A questo punto il dato di fatto storico e l’orizzonte preferibile cui si accennava più in alto si congiungono. Non possiamo fare la rivoluzione, se anche avessimo voluto, e l’unico cambiamento radicale possibile verrebbe da cause altre da noi, sebbene sarebbe comunque preferibile all’esistente. Una catastrofe per esempio potrebbe porre fine al sistema tecno-industriale. In ogni caso, anche se potessimo fare la rivoluzione, gli sarebbe preferibile l’insurrezione.
La rivoluzione è un cambiamento radicale, si diceva. Al di là della sua radicalità, è prima di tutto un cambiamento. Si tratta di un cambiamento politico. Un cambiamento non implica solo una distruzione dell’ordine esistente, come l’insurrezione, ma anche una sostituzione di questo ordine con un altro ordine, una società con un’altra società. Ma poiché ogni società sarà per sua natura autoritaria, una rivoluzione anarchica non è possibile. Una rivoluzione marxista, leninista, stalinista, maoista, in altri periodi storici era perfettamente possibile e coerente: è l’imposizione, armi in pugno, quindi in maniera radicale, di un ordine, quello del capitalismo di Stato, a un altro ordine precedente, il capitalismo del libero mercato. Una rivoluzione anarchica porterà invece sempre a risultati autoritari, quindi, a differenza del caso della rivoluzione marxista, a una contraddizione di termini.

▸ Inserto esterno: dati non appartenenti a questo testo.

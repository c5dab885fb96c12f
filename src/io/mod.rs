//! Filesystem side of the assembler: archive extraction, PDF loading and
//! PDF writing.

pub mod archive;
pub mod reader;
pub mod writer;

pub use archive::{ExtractedArchive, extract};
pub use reader::{LoadedPdf, PdfReader, UnusablePdf};
pub use writer::{PdfWriter, WriteStatistics};
//! CLI argument parsing for ozon-labels.
//!
//! Every credential and directory can come from a flag or from the
//! environment; flags win.
//!
//! # Examples
//!
//! ```text
//! ozon-labels --order-number 2000038642317 --zip-path labels.zip --print
//! ozon-labels --supply-id 987654 --zip-path labels.zip
//! ozon-labels --validate
//! ```

use clap::Parser;
use std::path::PathBuf;
use std::time::Duration;

use ozon_labels::config::{Config, DEFAULT_API_URL, DEFAULT_TIMEOUT_SECS};
use ozon_labels::error::ConfigError;
use ozon_labels::pipeline::{PipelineRequest, Target};

/// Build print-ready barcode label sheets for Ozon FBO supplies.
///
/// Looks up the items of an order, picks the matching barcode PDF for each
/// item from a ZIP archive, repeats every label as many times as ordered and
/// writes one merged PDF, optionally sending it to a printer.
#[derive(Parser, Debug)]
#[command(name = "ozon-labels")]
#[command(version)]
#[command(about = "Assemble barcode label sheets for Ozon FBO supplies", long_about = None)]
#[command(arg_required_else_help = true)]
pub struct Cli {
    /// Order number to resolve through the Seller API
    #[arg(short, long, value_name = "NUMBER", conflicts_with = "supply_id")]
    pub order_number: Option<String>,

    /// Supply id to resolve directly, skipping the order search
    #[arg(long, value_name = "ID")]
    pub supply_id: Option<i64>,

    /// ZIP archive with one barcode PDF per SKU
    #[arg(short, long, value_name = "FILE")]
    pub zip_path: Option<PathBuf>,

    /// Send the merged PDF to a printer
    #[arg(short, long)]
    pub print: bool,

    /// Printer name (defaults to DEFAULT_PRINTER, then the system default)
    #[arg(long, value_name = "NAME")]
    pub printer: Option<String>,

    /// Check configuration and API credentials, then exit
    #[arg(long, conflicts_with_all = ["order_number", "supply_id", "zip_path", "print"])]
    pub validate: bool,

    /// Seller API client id
    #[arg(long, env = "OZON_CLIENT_ID", hide_env_values = true, value_name = "ID")]
    pub client_id: Option<String>,

    /// Seller API key
    #[arg(long, env = "OZON_API_KEY", hide_env_values = true, value_name = "KEY")]
    pub api_key: Option<String>,

    /// Seller API base URL
    #[arg(long, env = "OZON_API_URL", default_value = DEFAULT_API_URL, value_name = "URL")]
    pub api_url: String,

    /// Directory for merged PDFs
    #[arg(long, env = "OUTPUT_DIR", default_value = "./output", value_name = "DIR")]
    pub output_dir: PathBuf,

    /// Directory for daily log files
    #[arg(long, env = "LOGS_DIR", default_value = "./logs", value_name = "DIR")]
    pub logs_dir: PathBuf,

    /// Printer used when --printer is not given
    #[arg(long, env = "DEFAULT_PRINTER", hide = true)]
    pub default_printer: Option<String>,

    /// Timeout for a single API request, in seconds
    #[arg(long, value_name = "SECONDS", default_value_t = DEFAULT_TIMEOUT_SECS)]
    pub timeout: u64,

    /// Suppress all non-error output
    #[arg(short, long, conflicts_with = "verbose")]
    pub quiet: bool,

    /// Verbose output - debug logging and extra detail
    #[arg(short, long)]
    pub verbose: bool,
}

/// What the binary was asked to do.
#[derive(Debug)]
pub enum Mode {
    /// Check configuration and credentials.
    Validate,
    /// Run the label pipeline.
    Run(PipelineRequest),
}

impl Cli {
    /// Collect the runtime configuration. Validation happens separately so
    /// every problem can be reported at once.
    pub fn to_config(&self) -> Config {
        Config {
            client_id: self.client_id.clone().unwrap_or_default(),
            api_key: self.api_key.clone().unwrap_or_default(),
            api_url: self.api_url.clone(),
            output_dir: self.output_dir.clone(),
            logs_dir: self.logs_dir.clone(),
            default_printer: self.default_printer.clone(),
            request_timeout: Duration::from_secs(self.timeout),
            quiet: self.quiet,
            verbose: self.verbose,
        }
    }

    /// Decide the mode from the given flags.
    ///
    /// # Errors
    ///
    /// A run needs a target (order number or supply id) and an archive.
    pub fn mode(&self) -> Result<Mode, ConfigError> {
        if self.validate {
            return Ok(Mode::Validate);
        }

        let target = match (&self.order_number, self.supply_id) {
            (Some(number), _) if !number.trim().is_empty() => {
                Target::OrderNumber(number.trim().to_string())
            }
            (_, Some(id)) => Target::SupplyId(id),
            _ => {
                return Err(ConfigError::Missing {
                    name: "--order-number or --supply-id",
                });
            }
        };

        let zip_path = self
            .zip_path
            .clone()
            .ok_or(ConfigError::Missing { name: "--zip-path" })?;

        Ok(Mode::Run(PipelineRequest {
            target,
            zip_path,
            print: self.print,
            printer: self.printer.clone(),
        }))
    }
}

Alfredo Cospito rifiuta così l’idea di rivoluzione: «Non aspiro ad alcuna futura “paradisiaca” alchimia socialista, non ripongo fiducia in nessuna classe sociale; la mia rivolta senza rivoluzione è individuale, esistenziale, totalizzante, assoluta, armata»3. Un chiaro distinguo fra rivoluzione e rivolta/insurrezione viene posto come sempre molto bene anche da Max Stirner.

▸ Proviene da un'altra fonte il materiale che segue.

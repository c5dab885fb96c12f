//! Request bodies and response records for the supply-order endpoints.

use serde::{Deserialize, Serialize};
use std::fmt;

/// Order-request state the search is restricted to.
pub const READY_TO_SUPPLY: &str = "READY_TO_SUPPLY";

/// Page size used for list and bundle calls.
pub const PAGE_LIMIT: u32 = 100;

/// Body of the order-request search call.
#[derive(Debug, Clone, Serialize)]
pub struct SearchRequest {
    /// Search filter.
    pub filter: SearchFilter,
    /// Pagination.
    pub paging: Paging,
}

/// Filter part of [`SearchRequest`].
#[derive(Debug, Clone, Default, Serialize)]
pub struct SearchFilter {
    /// Human-facing order number.
    #[serde(skip_serializing_if = "Option::is_none")]
    pub order_number_search: Option<String>,
    /// Accepted order-request states.
    #[serde(skip_serializing_if = "Vec::is_empty")]
    pub states: Vec<String>,
}

/// Cursor pagination for the search call.
#[derive(Debug, Clone, Serialize)]
pub struct Paging {
    /// Identifier to continue after.
    pub from_supply_order_id: i64,
    /// Maximum identifiers to return.
    pub limit: u32,
}

impl SearchRequest {
    /// Search for ready-to-supply order-requests with the given number.
    pub fn by_order_number(order_number: &str) -> Self {
        Self {
            filter: SearchFilter {
                order_number_search: Some(order_number.to_string()),
                states: vec![READY_TO_SUPPLY.to_string()],
            },
            paging: Paging {
                from_supply_order_id: 0,
                limit: PAGE_LIMIT,
            },
        }
    }

    /// Smallest ready-to-supply search, used to check credentials.
    pub fn credential_check() -> Self {
        Self {
            filter: SearchFilter {
                order_number_search: None,
                states: vec![READY_TO_SUPPLY.to_string()],
            },
            paging: Paging {
                from_supply_order_id: 0,
                limit: 1,
            },
        }
    }
}

/// Body of the order-request detail call.
#[derive(Debug, Clone, Serialize)]
pub struct ExpandRequest {
    /// Order-request identifiers.
    pub order_ids: Vec<i64>,
}

/// Identifier that the API sends either as a string or as a number.
#[derive(Debug, Clone, PartialEq, Eq, Serialize, Deserialize)]
#[serde(untagged)]
pub enum FlexibleId {
    /// Textual identifier.
    Text(String),
    /// Numeric identifier.
    Number(i64),
}

impl FlexibleId {
    fn is_blank(&self) -> bool {
        matches!(self, Self::Text(text) if text.trim().is_empty())
    }
}

impl fmt::Display for FlexibleId {
    fn fmt(&self, f: &mut fmt::Formatter<'_>) -> fmt::Result {
        match self {
            Self::Text(text) => f.write_str(text),
            Self::Number(number) => write!(f, "{number}"),
        }
    }
}

/// One order-request as returned by the detail call.
#[derive(Debug, Clone, Deserialize)]
pub struct OrderRequest {
    /// Order-request identifier.
    #[serde(default)]
    pub supply_order_id: Option<i64>,

    /// Warehouse the goods are dropped off at.
    #[serde(default)]
    pub drop_off_warehouse: Option<WarehouseRef>,

    /// Shipment units of this order-request.
    #[serde(default)]
    pub supplies: Vec<SubSupply>,
}

/// Reference to a warehouse.
#[derive(Debug, Clone, Deserialize)]
pub struct WarehouseRef {
    /// Warehouse identifier.
    #[serde(default)]
    pub warehouse_id: Option<i64>,
}

/// One shipment unit inside an order-request.
#[derive(Debug, Clone, Deserialize)]
pub struct SubSupply {
    /// Bundle holding the unit's contents.
    #[serde(default)]
    pub bundle_id: Option<FlexibleId>,

    /// Storage warehouse of the unit.
    #[serde(default)]
    pub storage_warehouse_id: Option<i64>,

    /// Supply identifier, for logging.
    #[serde(default)]
    pub supply_id: Option<i64>,
}

/// Complete address of a bundle-contents query.
#[derive(Debug, Clone, PartialEq, Eq)]
pub struct BundleAddress {
    /// Bundle identifier.
    pub bundle_id: FlexibleId,
    /// Drop-off warehouse identifier.
    pub dropoff_warehouse_id: i64,
    /// Storage warehouse identifier.
    pub storage_warehouse_id: i64,
}

impl OrderRequest {
    /// Drop-off warehouse identifier, if present.
    pub fn dropoff_warehouse_id(&self) -> Option<i64> {
        self.drop_off_warehouse
            .as_ref()
            .and_then(|warehouse| warehouse.warehouse_id)
    }
}

impl SubSupply {
    /// Combine with the order's drop-off warehouse into a full address.
    ///
    /// Returns `None` when any of the three identifiers is missing.
    pub fn address(&self, dropoff_warehouse_id: Option<i64>) -> Option<BundleAddress> {
        let bundle_id = self.bundle_id.clone().filter(|id| !id.is_blank())?;

        Some(BundleAddress {
            bundle_id,
            dropoff_warehouse_id: dropoff_warehouse_id?,
            storage_warehouse_id: self.storage_warehouse_id?,
        })
    }
}

/// Body of the bundle-contents call.
#[derive(Debug, Clone, Serialize)]
pub struct BundleRequest {
    /// Bundles to list.
    pub bundle_ids: Vec<FlexibleId>,
    /// Drop-off warehouse.
    pub dropoff_warehouse_id: i64,
    /// Storage warehouses.
    pub storage_warehouse_ids: Vec<i64>,
    /// Sort direction.
    pub is_asc: bool,
    /// Page size.
    pub limit: u32,
    /// Free-text item filter; empty matches everything.
    pub query: String,
    /// Cursor from the previous page.
    #[serde(skip_serializing_if = "Option::is_none")]
    pub last_id: Option<String>,
}

impl BundleRequest {
    /// First page for `address`.
    pub fn new(address: &BundleAddress) -> Self {
        Self {
            bundle_ids: vec![address.bundle_id.clone()],
            dropoff_warehouse_id: address.dropoff_warehouse_id,
            storage_warehouse_ids: vec![address.storage_warehouse_id],
            is_asc: true,
            limit: PAGE_LIMIT,
            query: String::new(),
            last_id: None,
        }
    }

    /// Same query, continuing after `last_id`.
    pub fn after(&self, last_id: String) -> Self {
        Self {
            last_id: Some(last_id),
            ..self.clone()
        }
    }
}

/// Body of the bundle call addressed by supply id.
#[derive(Debug, Clone, Serialize)]
pub struct SupplyBundleRequest {
    /// Supply identifier.
    pub supply_id: i64,
}
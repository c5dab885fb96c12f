//! Console output for humans.

pub mod formatter;

pub use formatter::{MessageLevel, OutputFormatter};
//! Order and report records shared by the resolver and the assembler.

use serde::{Deserialize, Serialize};

/// One stock-keeping unit within a resolved order.
#[derive(Debug, Clone, PartialEq, Eq, Serialize, Deserialize)]
pub struct OrderItem {
    /// Marketplace SKU, the join key against barcode file names.
    pub sku: u64,

    /// Seller-defined article.
    #[serde(default)]
    pub offer_id: Option<String>,

    /// Display name; may be empty.
    #[serde(default)]
    pub name: String,

    /// Number of physical labels to print.
    #[serde(default = "default_quantity")]
    pub quantity: u32,
}

fn default_quantity() -> u32 {
    1
}

impl OrderItem {
    /// Create an item with no offer id.
    pub fn new(sku: u64, name: impl Into<String>, quantity: u32) -> Self {
        Self {
            sku,
            offer_id: None,
            name: name.into(),
            quantity,
        }
    }

    /// Name for display, substituting a placeholder for empty names.
    pub fn display_name(&self) -> &str {
        if self.name.trim().is_empty() {
            "Unknown item"
        } else {
            &self.name
        }
    }
}

/// Result of resolving an order number or supply id.
#[derive(Debug, Clone, PartialEq, Eq)]
pub struct ResolvedOrder {
    /// The original query key.
    pub order_number: String,

    /// Order-request identifiers matched to the order number.
    pub order_ids: Vec<i64>,

    /// Flat item list, in remote order, duplicates kept.
    pub items: Vec<OrderItem>,

    /// Number of item lines.
    pub total_unique: usize,

    /// Sum of all quantities.
    pub total_quantity: u64,
}

impl ResolvedOrder {
    /// Build a resolved order and compute its totals.
    pub fn new(order_number: impl Into<String>, order_ids: Vec<i64>, items: Vec<OrderItem>) -> Self {
        let total_unique = items.len();
        let total_quantity = items.iter().map(|item| u64::from(item.quantity)).sum();

        Self {
            order_number: order_number.into(),
            order_ids,
            items,
            total_unique,
            total_quantity,
        }
    }
}

/// An item that could not be matched to a barcode file.
#[derive(Debug, Clone, PartialEq, Eq, Serialize)]
pub struct MissingPdf {
    /// SKU of the item.
    pub sku: u64,
    /// Name of the item, as resolved.
    pub name: String,
    /// Labels that were not produced.
    pub quantity: u32,
}

impl From<&OrderItem> for MissingPdf {
    fn from(item: &OrderItem) -> Self {
        Self {
            sku: item.sku,
            name: item.name.clone(),
            quantity: item.quantity,
        }
    }
}

/// Outcome of a merge run.
#[derive(Debug, Clone, Default, PartialEq, Eq, Serialize)]
pub struct MergeReport {
    /// Items handed to the merge.
    pub total_items: usize,

    /// Items whose barcode page was written (including zero-quantity items).
    pub processed_items: usize,

    /// Items that produced no pages because of a missing or unusable file.
    pub skipped_items: usize,

    /// Pages written to the output document.
    pub total_pages: u64,

    /// Items without a barcode file, in input order.
    pub missing_pdfs: Vec<MissingPdf>,
}

impl MergeReport {
    /// Start a report for `total_items` items.
    pub fn new(total_items: usize) -> Self {
        Self {
            total_items,
            ..Default::default()
        }
    }

    /// Record an item whose page was replicated `pages` times.
    pub fn record_processed(&mut self, pages: u32) {
        self.processed_items += 1;
        self.total_pages += u64::from(pages);
    }

    /// Record an item with no barcode file.
    pub fn record_missing(&mut self, item: &OrderItem) {
        self.skipped_items += 1;
        self.missing_pdfs.push(MissingPdf::from(item));
    }

    /// Record an item whose file exists but could not be used.
    pub fn record_unusable(&mut self) {
        self.skipped_items += 1;
    }
}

Una società futura, per essere altra da quella presente dovrà fondarsi su dei principi che i rivoluzionari le daranno. Nel momento in cui la rivoluzione sarà finita, gli ex rivoluzionari dovranno assicurarsi l’applicazione di quei valori. Ovviamente tali valori e tale società avranno dei nemici, poiché fortunatamente ci sono e – spero – ci saranno sempre (questa è la vittoria del qui e ora contro il totalitarismo di ogni autorità!) nemici di qualsiasi ordine esistente, come sosteneva Renzo Novatore, annoverandosi tra questi. Ci saranno sempre amanti appassionati del chaos. Così gli ex rivoluzionari fonderanno una polizia ex rivoluzionaria. E dal momento che vi saranno anche dei nemici esterni finché la rivoluzione non sarà divenuta globale verrà istituito un esercito ex rivoluzionario. Ma una volta individuati questi nemici della rivoluzione, che farne? Ecco sorgere le carceri ex rivoluzionarie. E se qualche nemico della rivoluzione non fosse ritenuto consapevole di esserne nemico? Perché lasciarsi sfuggire la possibilità di edificare – macché, riaprire! – anche i manicomi ex rivoluzionari?

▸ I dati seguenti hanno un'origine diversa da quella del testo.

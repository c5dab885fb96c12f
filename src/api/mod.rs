//! Seller API plumbing.
//!
//! The resolver talks to the marketplace through the [`Transport`] trait so
//! the protocol can be exercised against scripted responses. [`HttpTransport`]
//! is the production implementation on top of `reqwest`.

pub mod shape;
pub mod types;

use async_trait::async_trait;
use reqwest::header::{HeaderMap, HeaderName, HeaderValue};
use serde_json::Value;
use std::time::Duration;
use tracing::{debug, info};

use crate::config::{Config, Credentials};
use crate::error::{ConfigError, TransportError};

/// Order-request search.
pub const SEARCH_ENDPOINT: &str = "/v2/supply-order/list";

/// Batched order-request details.
pub const EXPAND_ENDPOINT: &str = "/v2/supply-order/get";

/// Bundle contents, addressed by bundle or by supply id.
pub const BUNDLE_ENDPOINT: &str = "/v1/supply-order/bundle";

/// A JSON-over-HTTP POST capability.
#[async_trait]
pub trait Transport: Send + Sync {
    /// POST `body` to `endpoint` and return the decoded JSON response.
    async fn post(&self, endpoint: &str, body: &Value) -> Result<Value, TransportError>;
}

/// Production transport backed by a pooled `reqwest` client.
#[derive(Debug, Clone)]
pub struct HttpTransport {
    client: reqwest::Client,
    base_url: String,
}

impl HttpTransport {
    /// Create a transport that sends `credentials` on every request.
    ///
    /// # Errors
    ///
    /// Returns an error if the HTTP client cannot be built.
    pub fn new(
        base_url: impl Into<String>,
        credentials: &Credentials,
        timeout: Duration,
    ) -> Result<Self, ConfigError> {
        let mut headers = HeaderMap::new();
        headers.insert(
            HeaderName::from_static("client-id"),
            header_value("OZON_CLIENT_ID", credentials.client_id())?,
        );
        headers.insert(
            HeaderName::from_static("api-key"),
            header_value("OZON_API_KEY", credentials.api_key())?,
        );

        let client = reqwest::Client::builder()
            .default_headers(headers)
            .timeout(timeout)
            .build()
            .map_err(|err| ConfigError::Invalid {
                name: "HTTP client",
                reason: err.to_string(),
            })?;

        Ok(Self {
            client,
            base_url: base_url.into().trim_end_matches('/').to_string(),
        })
    }

    /// Create a transport from a validated configuration.
    pub fn from_config(config: &Config) -> Result<Self, ConfigError> {
        let credentials = config.credentials()?;
        Self::new(config.api_url.as_str(), &credentials, config.request_timeout)
    }
}

fn header_value(name: &'static str, value: &str) -> Result<HeaderValue, ConfigError> {
    let mut value = HeaderValue::from_str(value).map_err(|err| ConfigError::Invalid {
        name,
        reason: err.to_string(),
    })?;
    value.set_sensitive(true);
    Ok(value)
}

#[async_trait]
impl Transport for HttpTransport {
    async fn post(&self, endpoint: &str, body: &Value) -> Result<Value, TransportError> {
        let url = format!("{}{}", self.base_url, endpoint);
        info!(%url, "POST");
        debug!(%body, "request body");

        let response = self
            .client
            .post(&url)
            .json(body)
            .send()
            .await
            .map_err(from_reqwest)?;

        let status = response.status();
        if !status.is_success() {
            let body = response.text().await.unwrap_or_default();
            let status = status.as_u16();
            return Err(if status == 401 || status == 403 {
                TransportError::Unauthorized { status, body }
            } else {
                TransportError::Status { status, body }
            });
        }

        let value = response
            .json::<Value>()
            .await
            .map_err(|err| TransportError::Decode(err.to_string()))?;

        info!(status = status.as_u16(), "response received");
        Ok(value)
    }
}

fn from_reqwest(err: reqwest::Error) -> TransportError {
    if err.is_timeout() {
        TransportError::Timeout
    } else {
        TransportError::Network(err.to_string())
    }
}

In breve la società rivoluzionaria, per quanto anarchica nei proclami iniziali, diverrebbe esattamente uguale a quella esistente oggi. Quando dico uguale non mi riferisco a una misurazione con il termometro libertario. Il grado di libertarismo di una rivoluzione è una truffa. Se esiste ancora il germe dell’autorità, sebbene non configurabile a parole come autoritarismo, assolutismo, ecc., l’autorità c’è e la libertà no. La libertà o è totale o non esiste. Non si può ritenersi liberi perché si è un po’ meno schiavi. La tigre o è libera nella giungla oppure è prigioniera in un circo o in un giardino zoologico. Il fatto che nella gabbia abbia o non abbia anche le catene alle zampe è una caratteristica che può esserci o non esserci nella tortura inflitta dall’autorità, ma non c’entra con l’essere o non essere libera. Se sei in una gabbia non sei libero. E se nella gabbia prima aveva pure le catene e poi te le tolgono, cioè non fa della tua gabbia una gabbia anarchica.
Esempi di ciò sono l’Ucraina makhnovista e la Spagna della Guerra Civil. Nel primo caso, giusto per citare qualche orrore del passato, i makhnovisti avversarono Maria Grigor’evna Nikiforova che continuava a praticare l’azione diretta contro l’autorità anche dopo la rivoluzione dei bolscevichi, alleati di Makhno e Aršinov (nonostante qualche litigata sulle catene della tigre dentro la gabbia). In Spagna invece, sotto il dominio della Federazione Anarchica Iberica (F.A.I.) e della Confederazione Nazione del Lavoro-Associazione Internazionale dei Lavoratori (C.N.T.-A.I.T.), fra anarchici-ministri e altre perle della Storia, venne applicata addirittura la pena di morte alla catena di montaggio4.
L’impossibilità storica di una rivoluzione socialista e il disgusto di un nemico di ogni forma di autorità verso l’ipotesi rivoluzionaria e l’idea di una società rivoluzionaria, non implicano in alcun modo che con la rivoluzione debba morire anche il coraggio di attaccare il nemico, l’autorità. Con la morte della rivoluzione dovrebbe morire invece la politica, la tecnica di elemosinare consenso per gestire la polis. Ma, se non c’è nessuna polis e nessuna società da gestire, la politica non avrebbe ragion d’essere. Scongiurata una rimodulazione volontaria dell’autorità (rivoluzione), perché cessare di combattere?
La lotta è qui e ora. La vittoria è qui e ora. Perché la nostra vittoria è la sconfitta della volontà di pace sociale del nemico. È il gesto di ribellione, è il fuoco, la distruzione, l’annichilimento, la ferita inferta alla moralità di questo mondo, l’iconoclastia, le fiamme che dipartono da un punto qualsiasi del mostro tecnologico. Perché la ragion d’essere di ogni autorità è il poter garantire se stessa, il poter esercitare l’autorità. L’esistenza stessa del grido negatore di ogni autorità, del nichilismo attivo armato contro questa galera a cielo aperto, pertanto è la più grande vittoria, qui e ora, che si possa desiderare. Perché l’esistenza della sovversione implica la sconfitta della volontà di essere totale del dominio.
Perché l’ordine non è ordine se qualcuno, fosse anche solo uno, unico, gioisce, folle, della Guerra Totale, nella notte del chaos!

1. R. VANEIGEM, Terrorismo o rivoluzione, Edizioni Anarchismo, Trieste 2015, p. 11.
2. A.M. BONANNO, Nota introduttiva, in R. VANEIGEM, op. cit., p. 5.
3. A. COSPITO, in «Croce Nera Anarchica», n. 0, 2014.
4. H.M. ENZENSBERGER, La breve estate dell’anarchia. Vita e morte di Buenaventura Durruti, Feltrinelli.